- Born: May 31, 1980 (age 46) Nishiwaki, Hyōgo Prefecture, Japan
- Other names: Ironman
- Nationality: Japanese
- Height: 174 cm (5 ft 9 in)
- Weight: 135 lb (61 kg; 9.6 st)
- Division: Bantamweight, Featherweight (formerly)
- Reach: 70 in (180 cm)
- Fighting out of: Hyogo, Japan
- Team: Tsudanuma Dojo

Mixed martial arts record
- Total: 37
- Wins: 19
- By knockout: 1
- By submission: 5
- By decision: 13
- Losses: 16
- By knockout: 2
- By submission: 2
- By decision: 11
- By disqualification: 1
- Draws: 2

Other information
- Mixed martial arts record from Sherdog

= Akitoshi Tamura =

Japanese martial artist

Akitoshi Tamura (born May 31, 1980) is a Japanese mixed martial artist. He competed almost exclusively in the Shooto organization, before making his debut in 2008 at the WEC 37. In 2007, he was the lightweight champion of Shooto. He was once ranked as the #5 Bantamweight in the world by the MMAWeekly Worldwide Ranking System. Tamura is a freestyle fighter. In 2004, Tamura became the first foreigner to beat a Burmese Lethwei fighter in an official match.

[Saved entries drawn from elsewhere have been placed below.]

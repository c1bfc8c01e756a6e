//! PDF text string encoding.
//!
//! Field names (`/T`) and values (`/V`) are PDF text strings: either PDFDocEncoding or
//! UTF-16BE prefixed with a byte order mark (ISO 32000-1:2008, Section 7.9.2.2).

/// Decode a PDF text string (UTF-16BE with BOM, else PDFDocEncoding).
pub fn decode_text_string(bytes: &[u8]) -> String {
    if bytes.len() >= 2 && bytes[0] == 0xFE && bytes[1] == 0xFF {
        let utf16_pairs: Vec<u16> = bytes[2..]
            .chunks_exact(2)
            .map(|chunk| u16::from_be_bytes([chunk[0], chunk[1]]))
            .collect();
        String::from_utf16_lossy(&utf16_pairs)
    } else {
        bytes.iter().filter_map(|&b| pdfdoc_to_char(b)).collect()
    }
}

/// Encode a text string for a `/V` entry.
///
/// PDFDocEncoding when every character has a single-byte code, UTF-16BE with BOM otherwise.
pub fn encode_text_string(text: &str) -> Vec<u8> {
    let single_byte: Option<Vec<u8>> = text.chars().map(char_to_pdfdoc).collect();
    match single_byte {
        Some(bytes) => bytes,
        None => {
            let mut out = vec![0xFE, 0xFF];
            for unit in text.encode_utf16() {
                out.extend_from_slice(&unit.to_be_bytes());
            }
            out
        },
    }
}

/// Encode text for a `Tj` operand: one byte per character, `?` for anything past Latin-1.
pub fn encode_show_text(text: &str) -> Vec<u8> {
    text.chars()
        .map(|c| if (c as u32) < 256 { c as u8 } else { b'?' })
        .collect()
}

/// Write `bytes` as a literal string `( ... )` with delimiters and line breaks escaped.
pub fn write_literal(out: &mut Vec<u8>, bytes: &[u8]) {
    out.push(b'(');
    for &b in bytes {
        match b {
            b'\\' => out.extend_from_slice(b"\\\\"),
            b'(' => out.extend_from_slice(b"\\("),
            b')' => out.extend_from_slice(b"\\)"),
            b'\r' => out.extend_from_slice(b"\\r"),
            b'\n' => out.extend_from_slice(b"\\n"),
            _ => out.push(b),
        }
    }
    out.push(b')');
}

const PDFDOC_HIGH: [(u8, char); 31] = [
    (0x80, '\u{2022}'),
    (0x81, '\u{2020}'),
    (0x82, '\u{2021}'),
    (0x83, '\u{2026}'),
    (0x84, '\u{2014}'),
    (0x85, '\u{2013}'),
    (0x86, '\u{0192}'),
    (0x87, '\u{2044}'),
    (0x88, '\u{2039}'),
    (0x89, '\u{203A}'),
    (0x8A, '\u{2212}'),
    (0x8B, '\u{2030}'),
    (0x8C, '\u{201E}'),
    (0x8D, '\u{201C}'),
    (0x8E, '\u{201D}'),
    (0x8F, '\u{2018}'),
    (0x90, '\u{2019}'),
    (0x91, '\u{201A}'),
    (0x92, '\u{2122}'),
    (0x93, '\u{FB01}'),
    (0x94, '\u{FB02}'),
    (0x95, '\u{0141}'),
    (0x96, '\u{0152}'),
    (0x97, '\u{0160}'),
    (0x98, '\u{0178}'),
    (0x99, '\u{017D}'),
    (0x9A, '\u{0131}'),
    (0x9B, '\u{0142}'),
    (0x9C, '\u{0153}'),
    (0x9D, '\u{0161}'),
    (0x9E, '\u{017E}'),
];

fn pdfdoc_to_char(code: u8) -> Option<char> {
    match code {
        0x00..=0x7F | 0xA0..=0xFF => Some(code as char),
        0x9F => None,
        _ => PDFDOC_HIGH
            .iter()
            .find(|(b, _)| *b == code)
            .map(|(_, c)| *c),
    }
}

fn char_to_pdfdoc(c: char) -> Option<u8> {
    match c as u32 {
        0x00..=0x7F | 0xA0..=0xFF => Some(c as u8),
        _ => PDFDOC_HIGH.iter().find(|(_, ch)| *ch == c).map(|(b, _)| *b),
    }
}
//! Field flags (`/Ff`) and quadding (`/Q`).
//!
//! ISO 32000-1:2008 Section 12.7.3. Bit N of the spec tables is `1 << (N - 1)`. The engine
//! only branches on a handful of bits, but all type-specific bits are named so `--list`
//! output and traces can print them.

use bitflags::bitflags;

bitflags! {
    /// Field flags as found in an effective `/Ff` value.
    ///
    /// Bits from Tables 221 (common), 226 (button), 228 (text) and 230 (choice). Button and
    /// text tables reuse bit 26, so interpretation depends on the field type.
    #[derive(Debug, Clone, Copy, PartialEq, Eq, Default)]
    pub struct FieldFlags: u32 {
        /// Bit 1: Field is read-only
        const READ_ONLY = 1 << 0;
        /// Bit 2: Field is required
        const REQUIRED = 1 << 1;
        /// Bit 3: Field should not be exported
        const NO_EXPORT = 1 << 2;

        /// Bit 13 (Tx): Text may include multiple lines
        const MULTILINE = 1 << 12;
        /// Bit 14 (Tx): Password field
        const PASSWORD = 1 << 13;

        /// Bit 15 (Btn): No toggle to off
        const NO_TOGGLE_TO_OFF = 1 << 14;
        /// Bit 16 (Btn): Radio button; a button without this or PUSHBUTTON is a checkbox
        const RADIO = 1 << 15;
        /// Bit 17 (Btn): Push button, retains no value
        const PUSHBUTTON = 1 << 16;

        /// Bit 18 (Ch): Combo box
        const COMBO = 1 << 17;
        /// Bit 19 (Ch): Editable combo box
        const EDIT = 1 << 18;
        /// Bit 22 (Ch): Multiple selection allowed
        const MULTI_SELECT = 1 << 21;

        /// Bit 26 (Tx): Rich text; (Btn) radios in unison
        const RICH_TEXT = 1 << 25;
    }
}

impl FieldFlags {
    /// Build from an `/Ff` integer, keeping bits that have no name.
    pub fn from_ff(ff: i64) -> Self {
        Self::from_bits_retain(ff as u32)
    }

    /// Button: push-button bit set.
    pub fn is_pushbutton(&self) -> bool {
        self.contains(Self::PUSHBUTTON)
    }

    /// Button: radio bit set.
    pub fn is_radio(&self) -> bool {
        self.contains(Self::RADIO)
    }

    /// Text: rich-text bit set.
    pub fn is_rich_text(&self) -> bool {
        self.contains(Self::RICH_TEXT)
    }
}

/// Text quadding (`/Q`).
///
/// Per PDF spec Section 12.7.3.3 (Variable Text).
#[derive(Debug, Clone, Copy, PartialEq, Eq, Default)]
pub enum Quadding {
    /// Left-aligned (Q=0)
    #[default]
    Left,
    /// Centered (Q=1)
    Center,
    /// Right-aligned (Q=2)
    Right,
}

impl Quadding {
    /// Interpret a `/Q` value. Anything other than 1 or 2 is left-aligned.
    pub fn from_q(q: i64) -> Self {
        match q {
            1 => Self::Center,
            2 => Self::Right,
            _ => Self::Left,
        }
    }
}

==Mixed martial arts career==
Tamura made his professional debut in the Shooto organization in a fight against Eiji Murayama, in August 2001, and lost on a technical decision (he later returned to face Murayama in 2004, only for the match to end in a draw). He has made MMA headlines when he defeated Takeshi Inoue in 2007, which won him the title of Shooto lightweight champion. He has also participated in GCM and MARS events, achieving a TKO over Masaomi Saito in the former, and a first round submission over Ian Loveland in the latter.

Akitoshi Tamura made his WEC debut at WEC 37. Although Akitoshi had a reputation of being one of the world's best in his weight class, he lost to former IFL featherweight champion Wagnney Fabiano, for whom it was also his WEC debut. For his next fight, Tamura made his 135 lb. debut in the bantamweight division at WEC 40 against former world title challenger Manny Tapia. Tamura defeated Tapia by unanimous decision.

On October 10, 2009, he was scheduled to fight Damacio Page at WEC 43, but pulled out with an undisclosed injury. He was replaced in the bout by WEC newcomer Will Campuzano.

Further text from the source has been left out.